4. Which of these statements was made by a school superintendent in the last few months?
a) “I am very troubled by the amount of testing we are being asked to do. We can teach our way to the top, but we cannot test our way to the top.
b) “We’re getting ready in the state of North Carolina to put out 177 new exams.”
c) “We need a three-year moratorium on all standardized tests.”
d) All of the above.
5. In light of growing opposition by parents, students, teachers, principals, superintendents and school boards to the overuse and abuse of standardized testing (including many voters’ rejection of policies favored by the administration) what has Secretary of Education Arne Duncan said he will do?
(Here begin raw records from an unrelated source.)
//! Encoding of output pages and handing them to a destination.

use crate::error::Result;
use crate::render::OutputPage;
use image::codecs::jpeg::JpegEncoder;
use image::{DynamicImage, ExtendedColorType, ImageEncoder};
use std::io::Cursor;
use std::path::{Path, PathBuf};

/// Image encoding of output pages.
#[derive(Debug, Clone, Copy, Default, PartialEq, Eq)]
pub enum OutputFormat {
    /// Lossy, at the export quality
    #[default]
    Jpeg,

    /// Lossless
    Png,
}

impl OutputFormat {
    /// File extension without the leading dot.
    pub fn extension(&self) -> &'static str {
        match self {
            OutputFormat::Jpeg => "jpg",
            OutputFormat::Png => "png",
        }
    }

    /// MIME type of encoded pages.
    pub fn mime_type(&self) -> &'static str {
        match self {
            OutputFormat::Jpeg => "image/jpeg",
            OutputFormat::Png => "image/png",
        }
    }
}

/// Encode one page. `quality` (0..=1) only affects JPEG.
pub fn encode_page(page: &OutputPage, format: OutputFormat, quality: f32) -> Result<Vec<u8>> {
    let mut buf = Vec::new();
    match format {
        OutputFormat::Jpeg => {
            let rgb = DynamicImage::ImageRgba8(page.image.clone()).to_rgb8();
            let quality = (quality * 100.0).round().clamp(1.0, 100.0) as u8;
            let encoder = JpegEncoder::new_with_quality(&mut buf, quality);
            encoder.write_image(rgb.as_raw(), rgb.width(), rgb.height(), ExtendedColorType::Rgb8)?;
        }
        OutputFormat::Png => {
            page.image
                .write_to(&mut Cursor::new(&mut buf), image::ImageFormat::Png)?;
        }
    }
    Ok(buf)
}

/// File name of an output page, e.g. `page-0001.jpg`.
pub fn page_file_name(number: usize, format: OutputFormat) -> String {
    format!("page-{:04}.{}", number, format.extension())
}

/// Destination of exported pages (the document assembler).
pub trait PageSink {
    /// Accept the next page, in output order.
    fn accept(&mut self, page: &OutputPage) -> Result<()>;

    /// Called once after the last page.
    fn finish(&mut self) -> Result<()> {
        Ok(())
    }

    /// Called instead of `finish` when a page could not be accepted.
    /// Discards whatever the sink already persisted.
    fn abort(&mut self) {}
}

/// Writes each page as an image file into a directory.
#[derive(Debug)]
pub struct DirectorySink {
    dir: PathBuf,
    format: OutputFormat,
    quality: f32,
    written: Vec<PathBuf>,
    created_dir: bool,
}

impl DirectorySink {
    /// Create the sink, creating `dir` if needed.
    pub fn new<P: AsRef<Path>>(dir: P, format: OutputFormat, quality: f32) -> Result<Self> {
        let dir = dir.as_ref();
        let created_dir = !dir.exists();
        std::fs::create_dir_all(dir)?;
        Ok(Self {
            dir: dir.to_path_buf(),
            format,
            quality,
            written: Vec::new(),
            created_dir,
        })
    }

    /// Paths written so far.
    pub fn written(&self) -> &[PathBuf] {
        &self.written
    }

    /// Consume the sink, returning the written paths.
    pub fn into_written(self) -> Vec<PathBuf> {
        self.written
    }
}

impl PageSink for DirectorySink {
    fn accept(&mut self, page: &OutputPage) -> Result<()> {
        let bytes = encode_page(page, self.format, self.quality)?;
        let path = self.dir.join(page_file_name(page.number, self.format));
        std::fs::write(&path, bytes)?;
        log::debug!("wrote {}", path.display());
        self.written.push(path);
        Ok(())
    }

    fn abort(&mut self) {
        for path in self.written.drain(..) {
            if let Err(e) = std::fs::remove_file(&path) {
                log::warn!("failed to remove {}: {}", path.display(), e);
            }
        }
        if self.created_dir {
            // Only succeeds when nothing else landed in the directory.
            let _ = std::fs::remove_dir(&self.dir);
        }
    }
}

/// Keeps encoded pages in memory.
#[derive(Debug, Default)]
pub struct MemorySink {
    format: OutputFormat,
    quality: f32,
    /// Encoded pages in output order
    pub pages: Vec<Vec<u8>>,
}

impl MemorySink {
    /// Create an empty sink.
    pub fn new(format: OutputFormat, quality: f32) -> Self {
        Self {
            format,
            quality,
            pages: Vec::new(),
        }
    }
}

impl PageSink for MemorySink {
    fn accept(&mut self, page: &OutputPage) -> Result<()> {
        self.pages.push(encode_page(page, self.format, self.quality)?);
        Ok(())
    }
}

#[cfg(test)]
mod tests {
    use super::*;
    use crate::render::{PageSlicer, SlicePolicy};
    use image::{Rgba, RgbaImage};

    fn page() -> OutputPage {
        let mut slicer = PageSlicer::new(8, 8, SlicePolicy::Independent).unwrap();
        slicer
            .push(1, &RgbaImage::from_pixel(8, 8, Rgba([0, 0, 0, 255])))
            .remove(0)
    }

    #[test]
    fn test_file_names() {
        assert_eq!(page_file_name(1, OutputFormat::Jpeg), "page-0001.jpg");
        assert_eq!(page_file_name(12, OutputFormat::Png), "page-0012.png");
    }

    #[test]
    fn test_encode_jpeg() {
        let bytes = encode_page(&page(), OutputFormat::Jpeg, 0.8).unwrap();
        assert!(bytes.starts_with(&[0xFF, 0xD8]));
        let decoded = image::load_from_memory(&bytes).unwrap();
        assert_eq!((decoded.width(), decoded.height()), (8, 8));
    }

    #[test]
    fn test_encode_png_is_lossless() {
        let bytes = encode_page(&page(), OutputFormat::Png, 0.1).unwrap();
        let decoded = image::load_from_memory(&bytes).unwrap().to_rgba8();
        assert_eq!(decoded, page().image);
    }

    #[test]
    fn test_directory_sink() {
        let dir = tempfile::tempdir().unwrap();
        let out = dir.path().join("out");
        let mut sink = DirectorySink::new(&out, OutputFormat::Png, 0.8).unwrap();
        sink.accept(&page()).unwrap();
        sink.finish().unwrap();

        assert_eq!(sink.written(), &[out.join("page-0001.png")]);
        assert!(out.join("page-0001.png").exists());
    }

    #[test]
    fn test_directory_sink_creates_nested_dir() {
        let dir = tempfile::tempdir().unwrap();
        let out = dir.path().join("a").join("b");
        let mut sink = DirectorySink::new(&out, OutputFormat::Jpeg, 0.8).unwrap();
        sink.accept(&page()).unwrap();
        assert!(out.join("page-0001.jpg").exists());
    }

    #[test]
    fn test_abort_removes_written_pages() {
        let dir = tempfile::tempdir().unwrap();
        let out = dir.path().join("out");
        let mut sink = DirectorySink::new(&out, OutputFormat::Png, 0.8).unwrap();
        sink.accept(&page()).unwrap();
        sink.abort();

        assert!(sink.written().is_empty());
        assert!(!out.join("page-0001.png").exists());
        assert!(!out.exists());
    }

    #[test]
    fn test_abort_keeps_existing_dir() {
        let dir = tempfile::tempdir().unwrap();
        std::fs::write(dir.path().join("notes.txt"), "keep").unwrap();
        let mut sink = DirectorySink::new(dir.path(), OutputFormat::Png, 0.8).unwrap();
        sink.accept(&page()).unwrap();
        sink.abort();

        assert!(!dir.path().join("page-0001.png").exists());
        assert!(dir.path().join("notes.txt").exists());
    }
}
//! Rendering: drawing spacers, building reflowed rasters and paginating them.

mod composite;
mod coordinator;
mod options;
mod pattern;
mod slicer;
#[cfg(feature = "async")]
pub mod tasks;
mod view;

pub use composite::{build_composite, composite_height, CompositeRaster, SpacerBox};
pub use coordinator::{RenderAttempt, RenderCoordinator, RenderOutcome, RenderState, RenderToken};
pub use options::{clamp_zoom, ExportMode, ExportOptions, SlicePolicy, ViewOptions, MAX_ZOOM, MIN_ZOOM};
pub use pattern::{render_pattern, Pattern, Region, PAPER, PATTERN_INK};
pub use slicer::{slice_to_pages, stitch_long, OutputPage, PageSlicer};
pub use view::{render_view, RenderedView, ViewPage, ViewState};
a) “Our basic theory of action is not going to change.”
b) “Our job, in a second term, is to support the bold and transformational reforms at the state and local level that so many of you have pursued during the last four years.”
c) Continue “to provide incentives and supports” for states to implement the administration’s favored reforms.
d) All of the above.
6. What can parents, teachers, administrators, and school board members do to change the costly and destructive path we are on?
b) Get involved with your local schools to review and reconsider the amount and uses of testing.
c) Write your members of Congress or your legislature and tell them federal/state education policy needs to fundamentally change course and regain a sane and reasonable approach to assessment and accountability.